CONTINÚA LA OFENSIVA RUSA

06.10.2024

Oscurecida por los recientes acontecimientos de Oriente Medio, la toma de Vuhledar por el Ejército Ruso ha sido ignorada por la gran mayoría de la opinión pública occidental. El Ejército Ucraniano lleva meses enfrentándose a una constante acción ofensiva rusa. A fuerza de pérdidas materiales y humanas -nunca dejará de asombrarnos el desprecio de la Federación Rusa por la vida de sus soldados- están consiguiendo avanzar y consolidar sus posiciones. Una ola de negra tristeza lleva sacudiendo Ucrania también desde hace meses. Los ucranianos se aprestan a encarar un invierno más de combates, los muertos se cuentan a centenares y los daños materiales -las infraestructuras ucranianas- se han salido ya de cualquier cuantificación lógica en su importe. Pude ver hace unos días las imágenes del entierro -en su pueblo natal- de un soldado caído en combate: una larga procesión de camaradas de armas y de amigos y de vecinos seguía al féretro -envuelto en la Bandera- con la actitud fúnebre y respetuosa que tan sólo podemos entender al considerar que este pueblo sufrido lleva años de lucha desigual frente a un poderosísimo invasor. Olga Tarnovska -la valerosa comentarista ucraniana que nos ofrece sus crónicas en español- comentaba que podía percibir como hasta los perros habían adoptado una expresión triste similar a la que flota entre los humanos: las mascotas habían adaptado su actitud cotidiana a este siniestro baile de la muerte. Los analistas siguen analizando los combates. Día tras día, se nos habla de las emboscadas de drones, de las tácticas de infantería o de las campañas de destrucción planificada de la ciudades mediante ataques de misiles. Pero esta Guerra -como todas- tiene un indiscutible semblante humano: esos rostros de dolor que nos hablan diariamente por medio de las imágenes del conflicto. Los rostros de dolor de un pueblo mártir.

Se ha comentado mucho el Plan de la Victoria de Zelensky. Tampoco se sabe demasiado bien -ya a estas alturas- en qué consisten sus principios rectores. Sin embargo, estoy muy de acuerdo en que cualquier plan de paz que el conjunto de las naciones civilizadas puede proponer debe rechazar la equiparación de la víctima con el verdugo. La paz en Europa no puede venir dada por una cesión ucraniana de soberanía o de integridad territorial: el acuerdo pasa, inevitablemente, por una retirada del Ejército Ruso de los territorios arrebatados por la fuerza. Entenderlo de otro modo sería equivalente a conceder un premio al agresor. Además, todo armisticio debería basarse en el escudo protector de la OTAN sobre Ucrania en el futuro, permitiendo su libre y definitivo acceso a esta organización defensiva como miembro de pleno derecho. Yo no bajo el listón de la paz -al igual que no lo bajan los miles de soldados ucranianos que siguen resistiendo- y creo en el regreso de todos los prisioneros y de los menores secuestrados, en el procesamiento internacional de los dirigentes rusos, y en la recuperación íntegra de todo el territorio ucraniano.

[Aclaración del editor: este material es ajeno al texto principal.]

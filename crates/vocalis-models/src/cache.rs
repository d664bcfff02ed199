//! Hub-compatible local model cache
//!
//! Layout:
//!
//! ```text
//! {root}/models--{org}--{name}/refs/main            revision hash
//! {root}/models--{org}--{name}/snapshots/{rev}/...  model files
//! ```

use std::fs;
use std::path::{Path, PathBuf};
use std::time::{Instant, UNIX_EPOCH};

use serde::Serialize;
use tracing::{debug, info, warn};
use vocalis_core::{ModelMetadata, ModelTask};
use walkdir::WalkDir;

use crate::card::ModelCard;
use crate::error::ModelError;

const REPO_PREFIX: &str = "models--";
const MAIN_REF: &str = "main";

/// One cached model repository
#[derive(Debug, Clone, PartialEq, Eq, Serialize)]
pub struct CachedRepo {
    pub repo_id: String,
    pub repo_path: PathBuf,
    /// Snapshot of the `main` ref, or the only snapshot present
    pub snapshot_path: Option<PathBuf>,
    /// Newest file modification time in the repo, unix seconds
    pub last_modified: i64,
}

impl CachedRepo {
    /// Path of a file inside the snapshot, if it exists
    pub fn file(&self, name: &str) -> Option<PathBuf> {
        let path = self.snapshot_path.as_ref()?.join(name);
        path.is_file().then_some(path)
    }

    /// Standard metadata record for this repo
    pub fn metadata(&self, card: &ModelCard, task: ModelTask) -> ModelMetadata {
        ModelMetadata::new(
            self.repo_id.clone(),
            self.last_modified,
            card.language.clone(),
            task,
        )
    }
}

/// Local model cache rooted at one directory
#[derive(Debug, Clone)]
pub struct HubCache {
    root: PathBuf,
}

impl HubCache {
    pub fn new(root: impl Into<PathBuf>) -> Self {
        Self { root: root.into() }
    }

    pub fn root(&self) -> &Path {
        &self.root
    }

    /// Create the cache root if it does not exist yet
    pub fn ensure_root(&self) -> Result<(), ModelError> {
        fs::create_dir_all(&self.root).map_err(|e| {
            ModelError::CacheDirectoryError(format!("{}: {}", self.root.display(), e))
        })
    }

    /// Directory a model id is stored under (whether or not it exists)
    pub fn repo_dir(&self, model_id: &str) -> PathBuf {
        self.root.join(repo_folder_name(model_id))
    }

    /// Cached repo for a model id
    pub fn repo(&self, model_id: &str) -> Option<CachedRepo> {
        let path = self.repo_dir(model_id);
        path.is_dir().then(|| load_repo(model_id.to_string(), path))
    }

    /// All cached model repos. Unrelated entries in the cache root are skipped.
    pub fn repos(&self) -> impl Iterator<Item = CachedRepo> {
        let entries = match fs::read_dir(&self.root) {
            Ok(entries) => Some(entries),
            Err(e) => {
                debug!("Cache directory {} not readable: {}", self.root.display(), e);
                None
            }
        };

        entries.into_iter().flatten().filter_map(|entry| {
            let entry = entry.ok()?;
            let path = entry.path();
            if !path.is_dir() {
                return None;
            }
            let name = entry.file_name();
            let repo_id = model_id_from_folder(name.to_str()?)?;
            Some(load_repo(repo_id, path))
        })
    }

    /// Files in the model's snapshot, relative paths preserved
    pub fn list_files(&self, model_id: &str) -> Result<Vec<PathBuf>, ModelError> {
        let snapshot = self
            .repo(model_id)
            .and_then(|r| r.snapshot_path)
            .ok_or_else(|| ModelError::ModelNotFound(model_id.to_string()))?;

        Ok(WalkDir::new(&snapshot)
            .follow_links(true)
            .into_iter()
            .filter_map(Result::ok)
            .filter(|e| e.file_type().is_file())
            .map(|e| e.into_path())
            .collect())
    }

    /// Remove a cached repo
    pub fn delete(&self, model_id: &str) -> Result<(), ModelError> {
        let path = self.repo_dir(model_id);
        if !path.is_dir() {
            return Err(ModelError::ModelNotFound(model_id.to_string()));
        }
        debug!("Deleting model repo: {}", path.display());
        let start = Instant::now();
        fs::remove_dir_all(&path)?;
        info!(
            "Deleted {} in {:.2}s",
            path.display(),
            start.elapsed().as_secs_f64()
        );
        Ok(())
    }
}

/// `org/name` -> `models--org--name`
pub fn repo_folder_name(model_id: &str) -> String {
    format!("{}{}", REPO_PREFIX, model_id.replace('/', "--"))
}

/// `models--org--name` -> `org/name`; `None` for non-model entries
pub fn model_id_from_folder(folder: &str) -> Option<String> {
    let id = folder.strip_prefix(REPO_PREFIX)?;
    if id.is_empty() {
        return None;
    }
    Some(id.replace("--", "/"))
}

/// Read `refs/main` of a repo directory
pub fn read_main_ref(repo_path: &Path) -> Option<String> {
    let rev = fs::read_to_string(repo_path.join("refs").join(MAIN_REF)).ok()?;
    let rev = rev.trim();
    (!rev.is_empty()).then(|| rev.to_string())
}

fn load_repo(repo_id: String, repo_path: PathBuf) -> CachedRepo {
    let snapshot_path = resolve_snapshot(&repo_path);
    if snapshot_path.is_none() {
        warn!("No usable snapshot for cached repo {}", repo_id);
    }
    let last_modified = last_modified(&repo_path);
    CachedRepo {
        repo_id,
        repo_path,
        snapshot_path,
        last_modified,
    }
}

fn resolve_snapshot(repo_path: &Path) -> Option<PathBuf> {
    let snapshots = repo_path.join("snapshots");
    if let Some(rev) = read_main_ref(repo_path) {
        let path = snapshots.join(rev);
        if path.is_dir() {
            return Some(path);
        }
    }

    let mut dirs = fs::read_dir(&snapshots)
        .ok()?
        .filter_map(Result::ok)
        .map(|e| e.path())
        .filter(|p| p.is_dir());
    match (dirs.next(), dirs.next()) {
        (Some(only), None) => Some(only),
        _ => None,
    }
}

fn last_modified(repo_path: &Path) -> i64 {
    WalkDir::new(repo_path)
        .into_iter()
        .filter_map(Result::ok)
        .filter_map(|e| e.metadata().ok())
        .filter_map(|m| m.modified().ok())
        .filter_map(|t| t.duration_since(UNIX_EPOCH).ok())
        .map(|d| d.as_secs() as i64)
        .max()
        .unwrap_or(0)
}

Una ola de fatalismo bélico recorre Europa. Mucho Gobiernos comunitarios ya han dado como algo seguro un enfrentamiento bélico con la Federación Rusa en un futuro próximo. Europa se rearma con la mira puesta en un conflicto armado de gran intensidad. Al final, el tiempo nos ha venido a dar tristemente la razón: a Putin se le debía de haber frenado mucho antes porque su intención no era, ni es, otra que chocar con la OTAN. Y no puedo dejar de pensar en el hecho evidente de que ese enfrentamiento puede evitarse mediante la derrota actual del Ejército Ruso. Ayudando a Ucrania con todo y sobre todo y sin miedo a la respuesta de Putin. Rusia ya está en guerra con nosotros y Europa -en un más que discutible afán pacifista- se da por no enterada, mira para otro lado, y confía en que este enorme choque histórico llegue lo más tarde posible. Me resulta triste pensar que Occidente sepa que no puede hacer frente a Rusia en este año de 2.024, y que, al igual que no tiene reservas de munición ni de armamento para un combate prolongado en el tiempo, tampoco tiene lo suficientemente preparada a su opinión pública respecto a los sacrificios que esta contienda exigirá.

Si esto fuera cierto, resultaría que Ucrania -con su lucha heróica y constante- está ganando tiempo para nosotros: que el sacrificio del pueblo ucraniano está siendo aprovechado por los Estados Mayores Europeos para planificar -con mayor exactitud y con menor urgencia- este colosal enfrentamiento venidero. Y somos muchos los que creemos que esto ni es justo ni es estratégicamente acertado. Porque estamos dejando para mañana los que podemos hacer hoy.